= DATASET EXCERPTS =
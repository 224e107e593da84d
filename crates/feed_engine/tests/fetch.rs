use std::time::Duration;

use feed_core::{ArticleId, LoadError, LoadErrorKind, PageRequest};
use feed_engine::{ArticleSource, FailureKind, FetchSettings, ReqwestArticleSource};
use pretty_assertions::assert_eq;
use serde_json::json;
use wiremock::matchers::{method, path, query_param, query_param_is_missing};
use wiremock::{Mock, MockServer, ResponseTemplate};

fn source_for(server: &MockServer) -> ReqwestArticleSource {
    source_with(server, FetchSettings::default())
}

fn source_with(server: &MockServer, settings: FetchSettings) -> ReqwestArticleSource {
    ReqwestArticleSource::new(FetchSettings {
        base_url: format!("{}/api", server.uri()),
        ..settings
    })
    .expect("client")
}

fn first_page(section: Option<&str>) -> PageRequest {
    PageRequest {
        generation: 0,
        page: 1,
        limit: 2,
        section: section.map(ToOwned::to_owned),
        append: false,
    }
}

#[tokio::test]
async fn page_request_carries_paging_and_section() {
    let server = MockServer::start().await;
    Mock::given(method("GET"))
        .and(path("/api/articles"))
        .and(query_param("page", "1"))
        .and(query_param("limit", "2"))
        .and(query_param("section", "news1"))
        .respond_with(ResponseTemplate::new(200).set_body_json(json!({
            "articles": [
                { "id": 1, "title": "Flood", "section": "news1" },
                { "id": 2, "title": "Court", "section": "news1" }
            ],
            "page": 1,
            "totalItems": 9
        })))
        .expect(1)
        .mount(&server)
        .await;

    let articles = source_for(&server)
        .fetch_page(&first_page(Some("news1")))
        .await
        .expect("page");

    let ids: Vec<_> = articles.iter().map(|article| article.id.clone()).collect();
    assert_eq!(ids, vec![ArticleId::Number(1), ArticleId::Number(2)]);
    assert_eq!(articles[0].title(), Some("Flood"));
}

#[tokio::test]
async fn bare_array_body_is_accepted() {
    let server = MockServer::start().await;
    Mock::given(method("GET"))
        .and(path("/api/articles"))
        .and(query_param_is_missing("section"))
        .respond_with(ResponseTemplate::new(200).set_body_json(json!([{ "id": "a-1" }])))
        .mount(&server)
        .await;

    let articles = source_for(&server)
        .fetch_page(&first_page(None))
        .await
        .expect("page");

    assert_eq!(articles.len(), 1);
    assert_eq!(articles[0].id, ArticleId::Text("a-1".to_string()));
}

#[tokio::test]
async fn html_response_is_an_unexpected_content_type() {
    let server = MockServer::start().await;
    Mock::given(method("GET"))
        .and(path("/api/articles"))
        .respond_with(
            ResponseTemplate::new(200)
                .set_body_raw("<!doctype html><html></html>", "text/html; charset=utf-8"),
        )
        .mount(&server)
        .await;

    let err = source_for(&server)
        .fetch_page(&first_page(None))
        .await
        .unwrap_err();

    assert_eq!(
        err.kind,
        FailureKind::UnexpectedContentType {
            content_type: Some("text/html; charset=utf-8".to_string())
        }
    );
    assert_eq!(
        LoadError::from(err).kind,
        LoadErrorKind::UnexpectedContentType
    );
}

#[tokio::test]
async fn broken_json_is_a_network_error() {
    let server = MockServer::start().await;
    Mock::given(method("GET"))
        .and(path("/api/articles"))
        .respond_with(ResponseTemplate::new(200).set_body_raw("{\"articles\": [", "application/json"))
        .mount(&server)
        .await;

    let err = source_for(&server)
        .fetch_page(&first_page(None))
        .await
        .unwrap_err();

    assert_eq!(err.kind, FailureKind::MalformedJson);
    assert_eq!(LoadError::from(err).kind, LoadErrorKind::Network);
}

#[tokio::test]
async fn json_of_the_wrong_shape_is_rejected() {
    let server = MockServer::start().await;
    Mock::given(method("GET"))
        .and(path("/api/articles"))
        .respond_with(ResponseTemplate::new(200).set_body_json(json!({ "data": [] })))
        .mount(&server)
        .await;

    let err = source_for(&server)
        .fetch_page(&first_page(None))
        .await
        .unwrap_err();

    assert_eq!(err.kind, FailureKind::UnexpectedShape);
}

#[tokio::test]
async fn server_error_is_an_http_error() {
    let server = MockServer::start().await;
    Mock::given(method("GET"))
        .and(path("/api/articles"))
        .respond_with(ResponseTemplate::new(503))
        .mount(&server)
        .await;

    let err = source_for(&server)
        .fetch_page(&first_page(None))
        .await
        .unwrap_err();

    assert_eq!(err.kind, FailureKind::HttpStatus(503));
    assert_eq!(LoadError::from(err).kind, LoadErrorKind::Http(503));
}

#[tokio::test]
async fn slow_response_times_out() {
    let server = MockServer::start().await;
    Mock::given(method("GET"))
        .and(path("/api/articles"))
        .respond_with(
            ResponseTemplate::new(200)
                .set_delay(Duration::from_millis(250))
                .set_body_json(json!([])),
        )
        .mount(&server)
        .await;

    let settings = FetchSettings {
        request_timeout: Duration::from_millis(50),
        ..FetchSettings::default()
    };
    let err = source_with(&server, settings)
        .fetch_page(&first_page(None))
        .await
        .unwrap_err();

    assert_eq!(err.kind, FailureKind::Timeout);
    assert_eq!(LoadError::from(err).kind, LoadErrorKind::Network);
}

#[tokio::test]
async fn oversized_body_is_rejected() {
    let server = MockServer::start().await;
    Mock::given(method("GET"))
        .and(path("/api/articles"))
        .respond_with(
            ResponseTemplate::new(200).set_body_raw("[{\"id\": 1}, {\"id\": 2}]", "application/json"),
        )
        .mount(&server)
        .await;

    let settings = FetchSettings {
        max_bytes: 10,
        ..FetchSettings::default()
    };
    let err = source_with(&server, settings)
        .fetch_page(&first_page(None))
        .await
        .unwrap_err();

    assert!(
        matches!(err.kind, FailureKind::TooLarge { max_bytes: 10, .. }),
        "{err}"
    );
}

#[tokio::test]
async fn unreachable_server_is_a_network_error() {
    // Bind and release a port so nothing is listening on it.
    let port = std::net::TcpListener::bind("127.0.0.1:0")
        .and_then(|listener| listener.local_addr())
        .expect("free port")
        .port();
    let source = ReqwestArticleSource::new(FetchSettings {
        base_url: format!("http://127.0.0.1:{port}/api"),
        ..FetchSettings::default()
    })
    .expect("client");

    let err = source.fetch_page(&first_page(None)).await.unwrap_err();

    assert_eq!(LoadError::from(err).kind, LoadErrorKind::Network);
}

= EXERCISE INSTRUCTIONS =
Each line in the listing above that contains "Some" should be copied.

= RESULT FOR THIS TASK =
        .fetch_page(&first_page(Some("news1")))
    assert_eq!(articles[0].title(), Some("Flood"));
            content_type: Some("text/html; charset=utf-8".to_string())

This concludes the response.